━━━━━ DATA FOR ANALYSIS

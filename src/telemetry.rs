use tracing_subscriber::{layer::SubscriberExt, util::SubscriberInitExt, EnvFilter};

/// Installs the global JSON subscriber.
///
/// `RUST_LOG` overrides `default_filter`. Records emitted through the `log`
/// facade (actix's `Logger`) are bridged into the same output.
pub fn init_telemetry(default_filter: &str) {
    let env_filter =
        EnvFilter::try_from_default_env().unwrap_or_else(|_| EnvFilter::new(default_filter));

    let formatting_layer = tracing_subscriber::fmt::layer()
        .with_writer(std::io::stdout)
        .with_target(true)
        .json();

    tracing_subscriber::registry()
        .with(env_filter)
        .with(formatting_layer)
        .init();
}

━━━━━━━━━━

## [ASSIGNMENT]
A copy of each line in the data above that holds the string "EnvFilter" is needed.

## [ANSWER SPACE]
use tracing_subscriber::{layer::SubscriberExt, util::SubscriberInitExt, EnvFilter};
        EnvFilter::try_from_default_env().unwrap_or_else(|_| EnvFilter::new(default_filter));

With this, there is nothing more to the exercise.